[Édito] Quand notre présidente, Carole Delga dégaine sa tribune dans le journal « Le Parisien, » pour dire : « basta » à une semaine politique déroutante, un premier réflexe s’impose, la fierté.

Mais, volontaire ou pas, le choix du portrait fait par Elene Usdin qui illustre les 465 mots de la présidente donne une sorte de signal. Comme un personnage d’Enki Bilal usé par le pouvoir, son regard sans le sourire de La Joconde incite à prendre un léger recul.

Il faut passer outre son expression : « vue de ma terre ». Sans quoi, on a le sentiment d’être un citoyen de Groland où Mme Delga aurait succédé à Christophe Salengro, et où Jules-Édouard Moustic serait devenu le nouveau patron de France 3 Occitanie.

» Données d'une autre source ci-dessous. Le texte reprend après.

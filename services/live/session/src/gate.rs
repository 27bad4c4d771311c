//! Single-fire handshake gate.

use std::sync::Arc;
use tokio::sync::watch;

use crate::error::SetupError;

#[derive(Debug, Clone)]
enum GateState {
    Pending,
    Open,
    Failed(SetupError),
}

/// Resolved exactly once per connection, by whoever observes the handshake
/// outcome first; awaited by any number of consumers
#[derive(Debug, Clone)]
pub struct HandshakeGate {
    state: Arc<watch::Sender<GateState>>,
}

impl Default for HandshakeGate {
    fn default() -> Self {
        Self::new()
    }
}

impl HandshakeGate {
    /// Create a pending gate
    pub fn new() -> Self {
        let (state, _) = watch::channel(GateState::Pending);
        Self {
            state: Arc::new(state),
        }
    }

    /// Open the gate; returns false if it was already resolved
    pub fn open(&self) -> bool {
        self.resolve(GateState::Open)
    }

    /// Fail the gate; returns false if it was already resolved
    pub fn fail(&self, error: SetupError) -> bool {
        self.resolve(GateState::Failed(error))
    }

    /// Whether neither `open` nor `fail` has happened yet
    pub fn is_pending(&self) -> bool {
        matches!(*self.state.borrow(), GateState::Pending)
    }

    /// Wait until the gate resolves
    pub async fn wait(&self) -> Result<(), SetupError> {
        let mut rx = self.state.subscribe();
        let state = rx
            .wait_for(|state| !matches!(state, GateState::Pending))
            .await
            .map_err(|_| SetupError::Cancelled)?;

        match &*state {
            GateState::Failed(error) => Err(error.clone()),
            _ => Ok(()),
        }
    }

    fn resolve(&self, next: GateState) -> bool {
        // The check and the write happen under the watch lock
        self.state.send_if_modified(|state| {
            if matches!(state, GateState::Pending) {
                *state = next;
                true
            } else {
                false
            }
        })
    }
}

#[cfg(test)]
mod tests {
    use super::*;
    use std::time::Duration;

    #[tokio::test]
    async fn test_resolves_exactly_once() {
        let gate = HandshakeGate::new();
        assert!(gate.is_pending());

        assert!(gate.open());
        assert!(!gate.open());
        assert!(!gate.fail(SetupError::Cancelled));

        assert!(!gate.is_pending());
        assert_eq!(gate.wait().await, Ok(()));
    }

    #[tokio::test]
    async fn test_failure_reaches_every_waiter() {
        let gate = HandshakeGate::new();
        let waiters: Vec<_> = (0..3)
            .map(|_| {
                let gate = gate.clone();
                tokio::spawn(async move { gate.wait().await })
            })
            .collect();

        tokio::time::sleep(Duration::from_millis(10)).await;
        assert!(gate.fail(SetupError::Cancelled));

        for waiter in waiters {
            let result = tokio::time::timeout(Duration::from_secs(1), waiter)
                .await
                .unwrap()
                .unwrap();
            assert_eq!(result, Err(SetupError::Cancelled));
        }
    }

    #[tokio::test]
    async fn test_wait_after_resolution_returns_immediately() {
        let gate = HandshakeGate::new();
        gate.fail(SetupError::Cancelled);
        assert!(!gate.open());
        assert_eq!(gate.wait().await, Err(SetupError::Cancelled));
    }
}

Carole Delga a donc pris sa plume, et elle se fait mal, à défaut de « faire mal » comme l’affirme « France Bleu ». Pourquoi ? Parce qu’elle se retrouve en Colombine dans “la mauvaise commedia dell’arte” qu’elle veut dénoncer. Parce que “courageusement”, elle ne cite personne, mais s’en prend à tout le monde en endossant pour sa part le rôle d’une infirmière de la croix rouge au chevet d’un département inondé, pour finir par se décorer dans sa conclusion, de la médaille de la bravoure politique : « j’ai simplement envie de dire : basta ! Assez de bla-bla. Assez de postures, de cinoche, d’enfumage. Remontons-nous les manches, travaillons avec humilité, avançons avec le souci de rassembler, débattons réellement dans la clarté à la lumière de nos convictions. Nous le devons aux Français. À ce pays qu’est la France. À ce bien commun qu’est notre République. »

La présidente aurait pu ajouter la devise de Groland : « Santé Bonheur ! Santé bonne humeur ! »; « Occitanie, je mourrirai pour toi. » Sur un champ de bataille avec des morts encore chauds, elle plante son drapeau aux armoiries de la probité, pour nous dire : « marre d’être mise dans le même sac que les opportunistes, les carriéristes, les intrigants, qui se soucient plus de leur rôle au sein de la société du spectacle que de notre destin collectif. »

Guerre des images

Dans cette guerre des images, Carole Delga fait son autoportrait dans « Le Parisien ». D’un autre côté, « Paris Match » en a rêvé, Médiapart l’a fait : révéler le “nouveau couple” de la saga politique française Jean-Luc et Sophia. Il fallait ça pour occulter un temps, les époux Macron pris en étau dans les mains de Mimi Marchand, la papesse des paparazzis. Pour le coup, dites-moi que tout cela « c’est pour de rire », je me sens comme Gustave de Kervern dans Groland, ce correspondant local alcoolique. À la votre, Présidente. Vous qui vous définissez : « du monde réel. De ce quotidien d’élus de terrain […] qui sont à portée d’engueulade de nos concitoyens. » Vous êtes, j’en suis convaincu à portée de contradiction, et de débat.